À peine quelques heures avant le vote, la commission électorale a recommandé la suspension de Pita malgré sa victoire retentissante aux élections. La raison donnée est qu’il possédait des parts dans une compagnie de média, ce qui est interdit dans le pays. Or, le média en question, iTV, n’opère plus depuis… 2008. On assiste plutôt à des manigances de l’élite conservatrice du pays pour empêcher le réformiste d’accéder au pouvoir.
Un autre défi pour Pita est son intention de réformer la loi de lèse-majesté, une des plus sévères au monde, qui prévoit une peine de prison pour quiconque insulte ou diffame la royauté. Dans les dernières années, une application stricte avait permis au régime militaire d’inculper des centaines de partisans pro-démocratie.
Le jour du vote, seul 13 des 250 sénateurs nommés par l’armée ont voté pour Pita, celui-ci ne parvenant qu’à récolter 324 sièges sur les 376 requis (le président de la Chambre des représentants s’est abstenu).
Un second vote était donc prévu le 19 juillet pour l’élection d’un premier ministre, mais les défis pour Pita n’en restèrent pas là. La journée même du vote, la Cour constitutionnelle (qui est politisée en faveur de l’élite conservatrice et royaliste) a annoncé la suspension de Pita à cause de ses parts dans la défunte société de média iTV.
Quelques heures plus tard, le Parlement a voté contre la possibilité de toute autre nomination de Pita, notamment en raison du poids de ses rivaux et des sénateurs non élus. Plus tard dans la journée, des centaines de personnes se sont réunies au Monument de la démocratie pour protester contre ces manoeuvres, que plusieurs qualifient de coup d’État judiciaire.
L’avenir de la démocratie s’assombrit
Alors que la Cour doit se pencher sur les accusations qui pèsent sur Pita (qui pourrait lui valoir une peine de prison et la dissolution de son parti), les négociations pour la nomination d’un autre premier ministre continuent et plusieurs scénarios se dessinent pour former une coalition victorieuse. Or, un dénominateur commun est présent dans ces scénarios : l’absence du parti Move Forward de ces coalitions.

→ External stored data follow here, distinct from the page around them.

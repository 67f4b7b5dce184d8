/*
 * Copyright (c) Meta Platforms, Inc. and affiliates.
 * All rights reserved.
 *
 * This source code is licensed under the BSD-style license found in the
 * LICENSE file in the root directory of this source tree.
 */

//! Runtime configuration for grid evaluation.
//!
//! Values resolve in layers, highest priority first:
//!
//! 1. environment variables (`HYPERGRID_*`),
//! 2. a YAML file loaded with [`global::init_from_yaml`],
//! 3. the defaults of [`GridConfig`].
//!
//! The process-wide configuration lives in [`global`]. It is read
//! when a grid node is built, so changing it does not affect nodes
//! that already exist.

use std::env;
use std::fs::File;
use std::io::Read;
use std::path::Path;

use serde::Deserialize;
use serde::Serialize;

/// Environment variable overriding [`GridConfig::filter_max_attempts`].
pub const FILTER_MAX_ATTEMPTS_ENV: &str = "HYPERGRID_FILTER_MAX_ATTEMPTS";

/// Default rejection-sampling budget of filter nodes.
pub const DEFAULT_FILTER_MAX_ATTEMPTS: usize = 1000;

/// Grid evaluation settings.
#[derive(Debug, Clone, Copy, PartialEq, Eq, Serialize, Deserialize)]
#[serde(default)]
pub struct GridConfig {
    /// How many rows a filter node draws from its child before
    /// sampling gives up.
    pub filter_max_attempts: usize,
}

impl Default for GridConfig {
    fn default() -> Self {
        Self {
            filter_max_attempts: DEFAULT_FILTER_MAX_ATTEMPTS,
        }
    }
}

impl GridConfig {
    /// The defaults, overridden by the environment.
    pub fn from_env() -> Self {
        Self::default().with_env_overrides()
    }

    /// Apply environment overrides on top of `self`. Values that fail
    /// to parse are logged and ignored.
    pub fn with_env_overrides(mut self) -> Self {
        if let Ok(val) = env::var(FILTER_MAX_ATTEMPTS_ENV) {
            match val.parse::<usize>() {
                Ok(attempts) if attempts > 0 => self.filter_max_attempts = attempts,
                Ok(_) => tracing::error!(
                    "ignoring ${}=\"{}\": filter budget must be at least 1",
                    FILTER_MAX_ATTEMPTS_ENV,
                    val
                ),
                Err(e) => tracing::error!(
                    "failed to override filter_max_attempts from value \"{}\" in ${}: {}",
                    val,
                    FILTER_MAX_ATTEMPTS_ENV,
                    e
                ),
            }
        }
        self
    }

    fn validate(self) -> Result<Self, anyhow::Error> {
        anyhow::ensure!(
            self.filter_max_attempts > 0,
            "filter_max_attempts must be at least 1"
        );
        Ok(self)
    }
}

/// Load a configuration from a YAML file. Missing keys take their
/// default values.
pub fn from_yaml<P: AsRef<Path>>(path: P) -> Result<GridConfig, anyhow::Error> {
    let mut file = File::open(path)?;
    let mut contents = String::new();
    file.read_to_string(&mut contents)?;
    let config: GridConfig = serde_yaml::from_str(&contents)?;
    config.validate()
}

/// Save a configuration to a YAML file.
pub fn to_yaml<P: AsRef<Path>>(config: &GridConfig, path: P) -> Result<(), anyhow::Error> {
    let yaml = serde_yaml::to_string(config)?;
    std::fs::write(path, yaml)?;
    Ok(())
}

/// The process-wide configuration.
pub mod global {
    use std::path::Path;
    use std::sync::LazyLock;
    use std::sync::Mutex;
    use std::sync::MutexGuard;
    use std::sync::PoisonError;
    use std::sync::RwLock;

    use super::GridConfig;

    static CONFIG: LazyLock<RwLock<GridConfig>> =
        LazyLock::new(|| RwLock::new(GridConfig::from_env()));

    /// The current configuration. Initialized from the environment
    /// on first use.
    pub fn get() -> GridConfig {
        *CONFIG.read().unwrap_or_else(PoisonError::into_inner)
    }

    /// Replace the current configuration.
    pub fn set(config: GridConfig) {
        tracing::debug!(?config, "setting global grid config");
        *CONFIG.write().unwrap_or_else(PoisonError::into_inner) = config;
    }

    /// Re-read the environment over the defaults.
    pub fn init_from_env() {
        set(GridConfig::from_env());
    }

    /// Load `path` and install it, with environment overrides taking
    /// precedence over the file.
    pub fn init_from_yaml<P: AsRef<Path>>(path: P) -> Result<(), anyhow::Error> {
        let config = super::from_yaml(path)?.with_env_overrides();
        set(config);
        Ok(())
    }

    /// Serialize access to the global configuration.
    ///
    /// Tests that change the configuration hold this lock and install
    /// values with [`ConfigLock::override_config`]:
    ///
    /// ```
    /// use hypergrid::config::GridConfig;
    /// use hypergrid::config::global;
    ///
    /// let lock = global::lock();
    /// {
    ///     let _guard = lock.override_config(GridConfig {
    ///         filter_max_attempts: 5,
    ///     });
    ///     assert_eq!(global::get().filter_max_attempts, 5);
    /// }
    /// ```
    pub fn lock() -> ConfigLock {
        static MUTEX: LazyLock<Mutex<()>> = LazyLock::new(|| Mutex::new(()));
        ConfigLock {
            _guard: MUTEX.lock().unwrap_or_else(PoisonError::into_inner),
        }
    }

    /// Exclusive access to the global configuration.
    pub struct ConfigLock {
        _guard: MutexGuard<'static, ()>,
    }

    impl ConfigLock {
        /// Install `config` until the returned guard is dropped.
        pub fn override_config(&self, config: GridConfig) -> ConfigGuard<'_> {
            let previous = get();
            set(config);
            ConfigGuard {
                previous,
                _lock: self,
            }
        }
    }

    /// Restores the configuration that was active before
    /// [`ConfigLock::override_config`] when dropped.
    pub struct ConfigGuard<'a> {
        previous: GridConfig,
        _lock: &'a ConfigLock,
    }

    impl Drop for ConfigGuard<'_> {
        fn drop(&mut self) {
            set(self.previous);
        }
    }
}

Un des scénarios les plus probables est la formation d’une nouvelle coalition dirigée par le parti Pheu Thai, qui a terminé second lors des élections. Or, la plupart des sénateurs ont indiqué clairement qu’ils ne voteraient pas pour une coalition qui inclurait Move Forward à cause de ses intentions de modifier la loi sur la lèse-majesté, une mesure qu’ils considèrent comme trop radicale. Pheu Thai pourrait alors se tourner vers des partis plus proches de l’élite conservatrice, voire inclure des partis militaires dans sa coalition.
Un autre scénario possible serait la nomination de l’ancien commandant en chef de l’armée, Prawit Wongsuwan. Bien que n’ayant récolté que 1,42 % du vote populaire, Prawit possède une forte influence au sein des sénateurs pro-armée et pourrait s’allier à des groupes conservateurs et royalistes pour obtenir suffisamment de voix. Bien que ce scénario soit politiquement possible, il pourrait provoquer de vives protestations comme celles que le pays avait connues en 2020-2021 contre le gouvernement militaire à la suite de la dissolution du parti Future Forward, l’ancêtre de Move Forward.

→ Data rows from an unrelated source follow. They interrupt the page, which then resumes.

/*
 * Copyright (c) Meta Platforms, Inc. and affiliates.
 * All rights reserved.
 *
 * This source code is licensed under the BSD-style license found in the
 * LICENSE file in the root directory of this source tree.
 */

//! Lazy combinatorial grids for parameter search spaces.
//!
//! A [`Grid`] is an immutable expression tree whose leaves are
//! named [`Dimension`]s and whose interior nodes are operators:
//! sum (concatenation), product (cartesian product), zip,
//! filter, select, map and map-to. Every node knows the
//! [`Schema`] of the [`Row`]s it produces, and schemas are checked
//! when the node is built, so malformed trees fail fast.
//!
//! Grids support two ways of reading rows:
//!
//! - [`Grid::iter`] enumerates all rows lazily, depth first.
//! - [`Grid::sample`] draws one row at random, recursively.
//!
//! ```
//! use hypergrid::grid;
//!
//! let lr = grid!(lr = [0.1, 0.01]).unwrap();
//! let depth = grid!(depth = [2, 4, 8]).unwrap();
//! let space = (lr * depth).unwrap();
//!
//! assert_eq!(space.len().unwrap(), 6);
//! assert_eq!(space.dimension_names(), vec!["lr", "depth"]);
//! for row in &space {
//!     println!("{}", row);
//! }
//! ```

mod dimension;
pub use dimension::Dimension;
pub use dimension::DistributionDimension;
pub use dimension::FixedDimension;
pub use dimension::UnboundedDimension;

/// Grid nodes, construction and iteration.
pub mod grid;
pub use grid::Fields;
pub use grid::FromRow;
pub use grid::Grid;
pub use grid::GridError;
pub use grid::GridNode;
pub use grid::Operation;
pub use grid::Rows;

/// Operator overloads (`+`, `|`, `*`, `&`) over grids and
/// dimensions.
mod ops;

/// Rows of named values.
pub mod row;
pub use row::Row;

/// Ordered field-name schemas.
pub mod schema;
pub use schema::Schema;
pub use schema::SchemaError;

/// Random sampling of dimensions and grids.
pub mod sampling;
pub use sampling::ChooseWithReplacement;
pub use sampling::SamplingStrategy;

/// Dynamically typed row cells.
pub mod value;
pub use value::Object;
pub use value::Value;

/// Process-wide configuration.
pub mod config;

/// Generators producing dimensions: stepped sequences and
/// probability distributions.
pub mod generators;

/// Conversions to other grid-search representations.
pub mod ext;

/// Property-based generators for randomized test input.
#[cfg(test)]
pub mod strategy;

/// Construct a base [`Grid`] from named value collections, in
/// declaration order.
///
/// Each `name = values` pair becomes a fixed [`Dimension`]; the
/// values can be anything iterable whose items convert into a
/// [`Value`]. Evaluates to a `Result<Grid, SchemaError>`.
///
/// ```
/// let g = hypergrid::grid!(x = [1, 2, 3], y = ["a", "b"]).unwrap();
/// assert_eq!(g.dimension_names(), vec!["x", "y"]);
/// assert_eq!(g.len().unwrap(), 6);
/// ```
#[macro_export]
macro_rules! grid {
    ( $( $name:ident = $values:expr ),+ $(,)? ) => {
        {
            let dimensions: ::std::result::Result<
                ::std::vec::Vec<$crate::Dimension>,
                $crate::SchemaError,
            > = ::std::iter::IntoIterator::into_iter([
                $( $crate::Dimension::fixed(stringify!($name), $values) ),+
            ])
            .collect();
            dimensions.and_then($crate::Grid::new)
        }
    };
}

La question qui se pose est alors la suivante : jusqu’où l’armée est-elle prête à aller pour conserver le pouvoir ? En enchaînant les procédures pseudolégales, l’armée pourrait déclencher de vives protestations dans tout le pays. Ce qui est certain, c’est que l’avenir démocratique de la Thaïlande est à un tournant de son histoire.